Pittsburgh joins coalition to end HIV
Mayor Bill Peduto designates Pittsburgh as a "Fast-Track" city. Photo courtesy of Jewish Healthcare Foundation
Jewish Healthcare Foundation. Mayor Bill Peduto designates Pittsburgh as a "Fast-Track" city
HIV/AIDSEnding an epidemic

Pittsburgh joins coalition to end HIV

Efforts to end a 40-year-old epidemic moved one step closer with Pittsburgh’s designation as a “Fast-Track” city. The next step, say experts, is getting tested.

Main image by Jewish Healthcare Foundation. Mayor Bill Peduto designates Pittsburgh as a "Fast-Track" city

Mayor Bill Peduto recently designated Pittsburgh as a “Fast-Track City,” aligning with more than 300 global partners to end the HIV epidemic by 2030.

“We know that Pittsburgh is becoming the place [where] the world comes to heal. Let us also be the place where compassion becomes the rule of healing,” Peduto said on Nov. 18, as he signed the commitment for Pittsburgh to join the coalition.

Fast-Track cities share data in an effort to prevent new cases of HIV and AIDS-related deaths, and eliminating the stigma against people living with HIV.

The latter is one of the principal reasons to welcome Pittsburgh’s involvement in the initiative, said Julia Och, project manager of AIDS Free Pittsburgh and a Jewish Healthcare Foundation staffer.

From speaking with people living with HIV, and through surveys and interactions with community members, “we know that stigma is persistent,” Och said. She hopes this partnership teaches Pittsburghers how “other communities around the world are addressing stigma and fighting it in a way that works.”

The difficulty in eradicating stigma is that so many ideas – and misconceptions — about HIV and AIDS remain heavily influenced by 1980s imagery, according to the Centers for Disease Control and Prevention. Public service announcements at the time, featuring corpses, grim reapers and individuals playing Russian roulette, told audiences that AIDS was a death sentence.
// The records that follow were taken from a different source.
use generational_arena::{Arena, Index};
use itertools::{EitherOrBoth, Itertools};

use crate::node::Node;
use crate::node_state::NodeState;

/// Arena-backed search tree. Node relations are expressed as arena
/// indices, so a child's back-reference to its parent carries no
/// ownership and the structure stays acyclic from the borrow checker's
/// point of view.
#[derive(Clone, Debug)]
pub struct Tree<M, B> {
    arena: Arena<Node<M, B>>,
    root: Index,
}

impl<M, B> Tree<M, B> {
    pub fn new(mov: M, board: B) -> Self {
        let mut arena = Arena::new();
        let root = arena.insert(Node::new(mov, board, None));

        Self { arena, root }
    }

    pub fn root(&self) -> Index {
        self.root
    }

    pub fn node(&self, index: Index) -> &Node<M, B> {
        &self.arena[index]
    }

    pub fn len(&self) -> usize {
        self.arena.len()
    }

    pub fn is_empty(&self) -> bool {
        self.arena.is_empty()
    }

    /// Appends a child produced by expansion. Children keep the order in
    /// which they are added.
    pub fn add_child(&mut self, parent: Index, mov: M, board: B) -> Index {
        let child = self.arena.insert(Node::new(mov, board, Some(parent)));
        self.arena[parent].push_child(child);

        child
    }

    /// Backpropagation: adds `state` to the node, then walks up the parent
    /// chain adding the inverted record at each level, since every ply
    /// flips perspective.
    pub fn update_state(&mut self, index: Index, state: NodeState) {
        let mut current = Some(index);
        let mut state = state;

        while let Some(node_index) = current {
            let node = &mut self.arena[node_index];
            node.state_mut().update(&state);

            current = node.parent();
            state = state.invert();
        }
    }
}

impl<M, B> Tree<M, B>
where
    M: Clone,
    B: Clone,
{
    /// A fresh single-node tree carrying only the root's move and board.
    /// Seeds the private replicas a parallel build runs on.
    pub fn shallow_copy(&self) -> Self {
        let root = self.node(self.root);

        Self::new(root.mov().clone(), root.board().clone())
    }

    /// Folds another tree built from the same root position into this one.
    /// Child groups are combined positionally; the per-pair summation is
    /// associative and commutative, so the aggregate is independent of the
    /// order trees are folded in.
    pub fn merge(&mut self, other: Tree<M, B>) {
        let other_root_state = *other.node(other.root).state();
        self.arena[self.root].state_mut().update(&other_root_state);

        self.merge_children(self.root, &other, other.root);
    }

    fn merge_children(&mut self, into: Index, other: &Tree<M, B>, from: Index) {
        if self.arena[into].is_leaf() {
            for &donor in other.node(from).children() {
                self.adopt_subtree(other, donor, into);
            }
            return;
        }

        let pairs = self.arena[into]
            .children()
            .iter()
            .copied()
            .zip_longest(other.node(from).children().iter().copied())
            .collect::<Vec<_>>();

        for pair in pairs {
            match pair {
                EitherOrBoth::Both(receiver, donor) => {
                    let donor_state = *other.node(donor).state();
                    self.arena[receiver].state_mut().update(&donor_state);
                    self.merge_children(receiver, other, donor);
                }
                EitherOrBoth::Left(_) => {}
                EitherOrBoth::Right(donor) => {
                    self.adopt_subtree(other, donor, into);
                }
            }
        }
    }

    /// Copies a subtree out of another arena, reparenting its root to
    /// `parent` here.
    fn adopt_subtree(&mut self, other: &Tree<M, B>, from: Index, parent: Index) -> Index {
        let donor = other.node(from);
        let adopted = self.arena.insert(Node::with_state(
            donor.mov().clone(),
            donor.board().clone(),
            *donor.state(),
            Some(parent),
        ));
        self.arena[parent].push_child(adopted);

        for &child in other.node(from).children() {
            self.adopt_subtree(other, child, adopted);
        }

        adopted
    }

    /// Re-roots the tree at a descendant, keeping that subtree's
    /// accumulated statistics and pruning every abandoned branch from the
    /// arena.
    pub fn promote(mut self, new_root: Index) -> Self {
        self.arena[new_root].set_parent(None);
        Self::remove_branch(&mut self.arena, self.root, new_root);
        self.root = new_root;

        self
    }

    fn remove_branch(arena: &mut Arena<Node<M, B>>, index: Index, keep: Index) {
        if index == keep {
            return;
        }

        let children = arena[index].children().to_vec();
        arena.remove(index);

        for child in children {
            Self::remove_branch(arena, child, keep);
        }
    }

    /// Clones the subtree under `index` into a tree of its own.
    pub fn subtree(&self, index: Index) -> Self {
        let source = self.node(index);

        let mut arena = Arena::new();
        let root = arena.insert(Node::with_state(
            source.mov().clone(),
            source.board().clone(),
            *source.state(),
            None,
        ));

        let mut tree = Self { arena, root };
        for &child in source.children() {
            tree.adopt_subtree(self, child, root);
        }

        tree
    }
}

impl<M, B> Tree<M, B>
where
    M: PartialEq,
{
    pub fn child_with_move(&self, parent: Index, mov: &M) -> Option<Index> {
        self.node(parent)
            .children()
            .iter()
            .copied()
            .find(|&child| self.node(child).mov() == mov)
    }
}

#[cfg(test)]
mod tests {
    use super::*;

    fn leaf_states(tree: &Tree<u8, ()>, parent: Index) -> Vec<NodeState> {
        tree.node(parent)
            .children()
            .iter()
            .map(|&child| *tree.node(child).state())
            .collect()
    }

    #[test]
    fn test_update_state_inverts_per_ply() {
        let mut tree = Tree::new(0u8, ());
        let child = tree.add_child(tree.root(), 1, ());
        let grandchild = tree.add_child(child, 2, ());

        tree.update_state(grandchild, NodeState::with_counts(1, 1));

        assert_eq!(
            *tree.node(grandchild).state(),
            NodeState::with_counts(1, 1)
        );
        assert_eq!(*tree.node(child).state(), NodeState::with_counts(1, 0));
        assert_eq!(*tree.node(tree.root()).state(), NodeState::with_counts(1, 1));
    }

    #[test]
    fn test_merge_sums_matching_children_pairwise() {
        let mut left = Tree::new(0u8, ());
        let left_a = left.add_child(left.root(), 1, ());
        let left_b = left.add_child(left.root(), 2, ());
        left.update_state(left_a, NodeState::with_counts(3, 2));
        left.update_state(left_b, NodeState::with_counts(2, 0));

        let mut right = Tree::new(0u8, ());
        let right_a = right.add_child(right.root(), 1, ());
        let right_b = right.add_child(right.root(), 2, ());
        right.update_state(right_a, NodeState::with_counts(4, 1));
        right.update_state(right_b, NodeState::with_counts(1, 1));

        left.merge(right);

        assert_eq!(
            leaf_states(&left, left.root()),
            vec![NodeState::with_counts(7, 3), NodeState::with_counts(3, 1)]
        );
    }

    #[test]
    fn test_merge_into_childless_root_adopts_and_reparents() {
        let mut receiver: Tree<u8, ()> = Tree::new(0, ());

        let mut donor = Tree::new(0u8, ());
        let donor_a = donor.add_child(donor.root(), 1, ());
        donor.add_child(donor_a, 3, ());
        donor.add_child(donor.root(), 2, ());
        donor.update_state(donor_a, NodeState::with_counts(5, 4));

        receiver.merge(donor);

        let root = receiver.root();
        let children = receiver.node(root).children().to_vec();
        assert_eq!(children.len(), 2);

        let adopted_a = children[0];
        assert_eq!(*receiver.node(adopted_a).mov(), 1);
        assert_eq!(*receiver.node(adopted_a).state(), NodeState::with_counts(5, 4));
        assert_eq!(receiver.node(adopted_a).parent(), Some(root));
        assert_eq!(receiver.node(adopted_a).children().len(), 1);

        let adopted_b = children[1];
        assert_eq!(*receiver.node(adopted_b).mov(), 2);
        assert_eq!(receiver.node(adopted_b).parent(), Some(root));
    }

    #[test]
    fn test_merge_root_states_aggregate() {
        let mut left: Tree<u8, ()> = Tree::new(0, ());
        left.update_state(left.root(), NodeState::with_counts(4, 3));

        let mut right: Tree<u8, ()> = Tree::new(0, ());
        right.update_state(right.root(), NodeState::with_counts(6, 1));

        left.merge(right);

        assert_eq!(*left.node(left.root()).state(), NodeState::with_counts(10, 4));
    }

    #[test]
    fn test_shallow_copy_resets_state_and_children() {
        let mut tree = Tree::new(7u8, ());
        tree.add_child(tree.root(), 1, ());
        tree.update_state(tree.root(), NodeState::with_counts(3, 1));

        let copy = tree.shallow_copy();

        assert_eq!(copy.len(), 1);
        assert_eq!(*copy.node(copy.root()).mov(), 7);
        assert_eq!(*copy.node(copy.root()).state(), NodeState::new());
        assert!(copy.node(copy.root()).is_leaf());
    }

    #[test]
    fn test_promote_keeps_subtree_and_prunes_the_rest() {
        let mut tree = Tree::new(0u8, ());
        let keep = tree.add_child(tree.root(), 1, ());
        let discard = tree.add_child(tree.root(), 2, ());
        let kept_leaf = tree.add_child(keep, 3, ());
        tree.add_child(discard, 4, ());
        tree.update_state(kept_leaf, NodeState::with_counts(2, 2));

        let promoted = tree.promote(keep);

        assert_eq!(promoted.len(), 2);
        assert_eq!(*promoted.node(promoted.root()).mov(), 1);
        assert_eq!(promoted.node(promoted.root()).parent(), None);

        let leaf = promoted.node(promoted.root()).children()[0];
        assert_eq!(*promoted.node(leaf).mov(), 3);
        assert_eq!(*promoted.node(leaf).state(), NodeState::with_counts(2, 2));
    }

    #[test]
    fn test_subtree_clone_preserves_statistics() {
        let mut tree = Tree::new(0u8, ());
        let child = tree.add_child(tree.root(), 1, ());
        let grandchild = tree.add_child(child, 2, ());
        tree.update_state(grandchild, NodeState::with_counts(3, 1));

        let sub = tree.subtree(child);

        assert_eq!(sub.len(), 2);
        assert_eq!(*sub.node(sub.root()).state(), *tree.node(child).state());
        assert_eq!(sub.node(sub.root()).parent(), None);

        // The original is untouched.
        assert_eq!(tree.len(), 3);
    }

    #[test]
    fn test_child_with_move_finds_matching_child() {
        let mut tree = Tree::new(0u8, ());
        tree.add_child(tree.root(), 1, ());
        let wanted = tree.add_child(tree.root(), 2, ());

        assert_eq!(tree.child_with_move(tree.root(), &2), Some(wanted));
        assert_eq!(tree.child_with_move(tree.root(), &9), None);
    }
}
That type of fear persists today, Och said, and it’s one of the reasons why many Pittsburghers are either afraid of disclosing their HIV status or even getting tested.

For years, there also was a concern that insurance companies would deny coverage to people because of an HIV test, said Richard Smith, chief relationship officer at JHF and chair of AIDS Free Pittsburgh. But since the passage of the Affordable Care Act, insurance companies are no longer permitted to deny coverage or charge more for individuals with preexisting conditions, including HIV/AIDS. Additionally, under the ACA, most insurers must cover “certain recommended preventative services,” including HIV testing for people aged 15 to 65 and others at increased risk “without additional cost-sharing, such as copays or deductibles,” according to the CDC.

Photo by Pornpak Khunatorn via iStock

Economics play a big factor in the significance of Pittsburgh’s status as a Fast-Track City, Och said.

“From a public health standpoint, we want people to make sure that they get the care they need, but at the same [time], if we could prevent those cases before they start, it would be a huge health savings for the taxpayers and for the health care systems,” she said.

According to the CDC, the “lifetime treatment cost” of an HIV infection is approximately $379,668 (in 2010 dollars).

“From a very pragmatic standpoint, those are resources that could be spent on other things,” Och said, including COVID-19 or outdoor air quality.

For both Och and Smith, conversations about normalizing testing, statuses or even fiscal allocation, are nothing new. In 2012, following a grant from the Pennsylvania Department of Health Special Pharmaceutical Benefits Program, the JHF established its Minority AIDS Initiative, in collaboration with 20 AIDS service organizations statewide, to improve the quality of patient care. In 2015, the JHF became the hosting agency for the newly created AIDS Free Pittsburgh.

Upon its establishment six years ago, the goal of AIDS Free Pittsburgh was to reduce the rate of new HIV infections in Allegheny County by 75% by 2020.

Smith said he’s proud of the achievements the group has made. When AIDS Free Pittsburgh began in 2015, there were 139 new HIV cases and 43 new AIDS cases in Allegheny County. In 2016, that number dropped to 121 new HIV cases and 37 new AIDS cases. By 2019, which is the most recent data on file, the number of new HIV cases was 74, and the number of new AIDS cases was 33. The reduced rate of infections, Smith said, is a result of increased reliance on PrEP (Pre- Exposure Prophylaxis), medicine taken to prevent an HIV infection. AIDS Free Pittsburgh has encouraged people who are HIV-negative and who are at risk of contracting the virus to take those pills.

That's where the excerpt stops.